「なぜ日本人?」の空気を実感 セルビア代表の喜熨斗勝史コーチ、選手指導で大切にすることは?
セルビア代表を指導する上で助けになった日本人選手の存在
そして2021年、ピクシーから「俺のところに戻って来い」とセルビア代表の話を初めてもらった時は、驚きや嬉しさと同時に不安も感じたが、「YES」と言う以外の選択肢はなかった。世界的なスーパースターであるピクシーから「来いと言われる日本人はおまえだけだ」と言われたら、どんなにリスクがあっても「NO」と言うわけがない。
もっともJリーグと中国で活動をしてきた自分にとって、欧州の代表チームで、UEFAチャンピオンズリーグ(CL)に出場するような強豪クラブでプレーする選手たちを指導するというのは、それこそ宇宙に行くような感覚。未知なる世界の中で、自分が日本人だろうと元代表選手ではなかろうとも、コーチとしてやらなければいけないことをやるだけだった。これは1997年に、中田英寿らがいたベルマーレ平塚(現・湘南ベルマーレ)で初めてトップチームのコーチになった時、当時の植木繁晴監督から「お前がやらなければいけないことをやり、良ければみんながついてくる。ダメだったらついてこない。それだけの話だから」と言われた時と同じ心境だった。
とはいえ、セルビア代表の選手たちからは最初、「なんで日本人がトレーニングをリードしているの?」「俺らが日本人の言うことを聞かなきゃいけないの?」といった雰囲気は感じたし、コーチ陣の中にもピクシーが連れてきた人間とはいえ、快く思っていない部分もあったはず。そこで助けになったのが、欧州でプレーする日本人選手の存在だった。
ドゥシャン・タディッチ(アヤックス)はサウサンプトン時代に吉田麻也とチームメートで、フィリップ・コスティッチ(ユベントス)やルカ・ヨビッチ(フィオレンティーナ)はフランクフルトで長谷部誠と一緒にプレーしていた。DFのステファン・ミトロビッチ(ヘタフェ)もストラスブールで川島永嗣と3シーズンともに戦うなど、僕が日本で指導してきた選手との繋がりがあった。僕がセルビア代表チームに溶け込む上で、彼らの言葉が後押しになったことは間違いない。
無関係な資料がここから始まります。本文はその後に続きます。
#[cfg(test)]
mod tests {
    use super::*;
    use pipeline::provider::SamplingOptions;
    use serde_json::json;
    use std::collections::VecDeque;
    use std::sync::Mutex as StdMutex;

    /// Suspension stub: records pauses, never sleeps.
    struct RecordingPacer {
        pauses: StdMutex<Vec<Duration>>,
    }

    impl RecordingPacer {
        fn new() -> Arc<Self> {
            Arc::new(Self {
                pauses: StdMutex::new(Vec::new()),
            })
        }

        fn pauses(&self) -> Vec<Duration> {
            self.pauses.lock().unwrap().clone()
        }
    }

    #[async_trait]
    impl Pacer for RecordingPacer {
        fn now(&self) -> Instant {
            Instant::now()
        }

        async fn pause(&self, duration: Duration) {
            self.pauses.lock().unwrap().push(duration);
        }
    }

    /// Backend double driven by a script of per-attempt outcomes; the last
    /// step repeats once the script is exhausted.
    struct ScriptedBackend {
        script: StdMutex<VecDeque<Result<Value, LlmError>>>,
        timeouts_seen: StdMutex<Vec<Duration>>,
    }

    impl ScriptedBackend {
        fn new(steps: Vec<Result<Value, LlmError>>) -> Arc<Self> {
            Arc::new(Self {
                script: StdMutex::new(steps.into()),
                timeouts_seen: StdMutex::new(Vec::new()),
            })
        }

        fn timeouts_seen(&self) -> Vec<Duration> {
            self.timeouts_seen.lock().unwrap().clone()
        }
    }

    #[async_trait]
    impl ChatBackend for ScriptedBackend {
        fn name(&self) -> &str {
            "scripted"
        }

        fn prepare(&self, _request: &StructuredRequest) -> Value {
            json!({})
        }

        async fn transmit(&self, _body: &Value, timeout: Duration) -> Result<Value, LlmError> {
            self.timeouts_seen.lock().unwrap().push(timeout);
            let mut script = self.script.lock().unwrap();
            if script.len() > 1 {
                script.pop_front().unwrap()
            } else {
                script.front().cloned().unwrap_or_else(|| Ok(json!({})))
            }
        }

        fn parse(&self, raw: &Value) -> Result<Value, LlmError> {
            Ok(raw.clone())
        }
    }

    fn request() -> StructuredRequest {
        StructuredRequest {
            system: "persona".into(),
            payload: "{}".into(),
            directive: "directive".into(),
            options: SamplingOptions::default(),
        }
    }

    fn template() -> ShapeTemplate {
        ShapeTemplate::new(json!({"answer": "sample"}))
    }

    fn matching_payload() -> Value {
        json!({"answer": "fine"})
    }

    fn settings() -> RetrySettings {
        RetrySettings {
            max_retries: 3,
            base_timeout: Duration::from_secs(60),
            timeout_ceiling: Duration::from_secs(120),
            backoff_base: Duration::from_secs(1),
            backoff_cap: Duration::from_secs(30),
        }
    }

    fn client(
        backend: Arc<ScriptedBackend>,
        pacer: Arc<RecordingPacer>,
        settings: RetrySettings,
    ) -> ResilientClient {
        // Rate far above anything a test issues, so admission never waits.
        let limiter = Arc::new(RateLimiter::new(6_000_000.0, 1000.0, pacer.clone()));
        ResilientClient::with_pacer(backend, limiter, settings, pacer)
    }

    fn timeout_error() -> LlmError {
        LlmError::Timeout {
            timeout: Duration::from_secs(60),
        }
    }

    #[tokio::test]
    async fn first_attempt_success_needs_no_backoff() {
        let backend = ScriptedBackend::new(vec![Ok(matching_payload())]);
        let pacer = RecordingPacer::new();
        let client = client(backend.clone(), pacer.clone(), settings());

        let value = client
            .complete_structured(&request(), &template())
            .await
            .unwrap();
        assert_eq!(value, matching_payload());
        assert!(pacer.pauses().is_empty());
        assert_eq!(backend.timeouts_seen().len(), 1);
    }

    #[tokio::test]
    async fn backoff_schedule_is_one_two_four_and_attempts_cap_at_four() {
        let backend = ScriptedBackend::new(vec![Err(LlmError::Transport("reset".into()))]);
        let pacer = RecordingPacer::new();
        let client = client(backend.clone(), pacer.clone(), settings());

        let error = client
            .complete_structured(&request(), &template())
            .await
            .unwrap_err();
        assert!(matches!(
            error,
            LlmError::TransportExhausted { attempts: 4, .. }
        ));
        assert_eq!(backend.timeouts_seen().len(), 4);
        assert_eq!(
            pacer.pauses(),
            vec![
                Duration::from_secs(1),
                Duration::from_secs(2),
                Duration::from_secs(4),
            ]
        );
    }

    #[tokio::test]
    async fn backoff_is_capped() {
        let mut cfg = settings();
        cfg.max_retries = 7;
        cfg.backoff_cap = Duration::from_secs(30);
        let backend = ScriptedBackend::new(vec![Err(LlmError::Transport("reset".into()))]);
        let pacer = RecordingPacer::new();
        let client = client(backend, pacer.clone(), cfg);

        let _ = client.complete_structured(&request(), &template()).await;
        let pauses = pacer.pauses();
        // 1, 2, 4, 8, 16, 30, 30
        assert_eq!(pauses.len(), 7);
        assert_eq!(pauses[4], Duration::from_secs(16));
        assert_eq!(pauses[5], Duration::from_secs(30));
        assert_eq!(pauses[6], Duration::from_secs(30));
    }

    #[tokio::test]
    async fn timeout_growth_is_non_decreasing_and_capped() {
        let backend = ScriptedBackend::new(vec![Err(timeout_error())]);
        let pacer = RecordingPacer::new();
        let client = client(backend.clone(), pacer, settings());

        let _ = client.complete_structured(&request(), &template()).await;
        // 60 → 90 → 120 (135 capped) → 120.
        assert_eq!(
            backend.timeouts_seen(),
            vec![
                Duration::from_secs(60),
                Duration::from_secs(90),
                Duration::from_secs(120),
                Duration::from_secs(120),
            ]
        );
    }

    #[tokio::test]
    async fn transport_failures_leave_the_timeout_alone() {
        let backend = ScriptedBackend::new(vec![
            Err(LlmError::Server {
                status: 503,
                message: "overloaded".into(),
            }),
            Err(LlmError::Transport("reset".into())),
            Ok(matching_payload()),
        ]);
        let pacer = RecordingPacer::new();
        let client = client(backend.clone(), pacer, settings());

        client
            .complete_structured(&request(), &template())
            .await
            .unwrap();
        assert_eq!(
            backend.timeouts_seen(),
            vec![Duration::from_secs(60); 3]
        );
    }

    #[tokio::test]
    async fn success_after_two_timeouts() {
        let backend = ScriptedBackend::new(vec![
            Err(timeout_error()),
            Err(timeout_error()),
            Ok(matching_payload()),
        ]);
        let pacer = RecordingPacer::new();
        let client = client(backend.clone(), pacer.clone(), settings());

        let value = client
            .complete_structured(&request(), &template())
            .await
            .unwrap();
        assert_eq!(value, matching_payload());
        assert_eq!(backend.timeouts_seen().len(), 3);
        assert_eq!(
            pacer.pauses(),
            vec![Duration::from_secs(1), Duration::from_secs(2)]
        );
    }

    #[tokio::test]
    async fn rejection_is_terminal_on_first_occurrence() {
        let backend = ScriptedBackend::new(vec![Err(LlmError::Rejected {
            status: 400,
            message: "bad request".into(),
        })]);
        let pacer = RecordingPacer::new();
        let client = client(backend.clone(), pacer.clone(), settings());

        let error = client
            .complete_structured(&request(), &template())
            .await
            .unwrap_err();
        assert!(matches!(error, LlmError::Rejected { status: 400, .. }));
        assert_eq!(backend.timeouts_seen().len(), 1);
        assert!(pacer.pauses().is_empty());
    }

    #[tokio::test]
    async fn pure_validation_exhaustion_surfaces_shape_invalid() {
        let backend = ScriptedBackend::new(vec![Ok(json!({"unexpected": "shape"}))]);
        let pacer = RecordingPacer::new();
        let client = client(backend.clone(), pacer, settings());

        let error = client
            .complete_structured(&request(), &template())
            .await
            .unwrap_err();
        assert!(matches!(error, LlmError::ShapeInvalid { attempts: 4 }));
        assert_eq!(backend.timeouts_seen().len(), 4);
    }

    #[tokio::test]
    async fn mixed_exhaustion_surfaces_transport_exhausted() {
        let backend = ScriptedBackend::new(vec![
            Ok(json!({"unexpected": "shape"})),
            Err(timeout_error()),
            Ok(json!({"unexpected": "shape"})),
            Err(LlmError::Transport("reset".into())),
        ]);
        let pacer = RecordingPacer::new();
        let client = client(backend, pacer, settings());

        let error = client
            .complete_structured(&request(), &template())
            .await
            .unwrap_err();
        assert!(matches!(
            error,
            LlmError::TransportExhausted { attempts: 4, .. }
        ));
    }

    #[tokio::test]
    async fn throttle_hint_raises_the_backoff_delay() {
        let backend = ScriptedBackend::new(vec![
            Err(LlmError::Throttled {
                retry_after: Some(Duration::from_secs(9)),
            }),
            Ok(matching_payload()),
        ]);
        let pacer = RecordingPacer::new();
        let client = client(backend, pacer.clone(), settings());

        client
            .complete_structured(&request(), &template())
            .await
            .unwrap();
        // Hint (9s) beats the schedule's 1s for the first failure.
        assert_eq!(pacer.pauses(), vec![Duration::from_secs(9)]);
    }
}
そして僕にとって幸運だったのは、2021年3月の就任直後に行われたW杯欧州予選の3連戦で1回も負けなかったこと。初戦でアイルランドに3-2で勝ち、2戦目で同グループ最強のポルトガルと2-2で引き分け、3戦目でアゼルバイジャンに2-1で勝ち、3試合で勝ち点7(2勝1分)を取れたことで、選手も「とりあえずついていこうか」と思ってくれて、そのまま予選を走り切ることができた。
欧州のサッカーコーチには、結果は必須。特に外国人として働くからには、頑張っているだけでは全く評価されない。反対に結果が出ても、彼らは内容や過程も重視するので、セルビア人ができないことを見せる必要がある。これは、選手もコーチも同じなのだ。
欧州予選最後の試合、アウェーでポルトガルに2-1と勝ち、グループ1位でW杯出場を決めた。セルビア代表の歓喜の輪がピッチ上で広がり、そこに唯一の日本人として加わる。この時、僕は初めて「コーチとして認められ、仲間になれた」と感じた。
セルビア代表で指導するようになり、まず驚かされたのは、選手のコーチに対する要求の水準がものすごく高いこと。「コーチに教えてもらう」というより、「自分の技術や能力が高まる場を提供してほしい」というスタンス。僕はプロ選手でもなく、もちろんW杯だって出たことがない。それでもCLを戦うようなレベルの選手たちの、技術や能力が高まるような練習メニューを作らなくてはいけない。
彼らは多くの日本人選手のように受け身で聞くのではなく、こちらから難しいお題を出し、やらせることに対して喜びを感じるところがある。喜熨斗というコーチは自分にどんな指導をしてくれるのかと、常に試されている空気を感じる。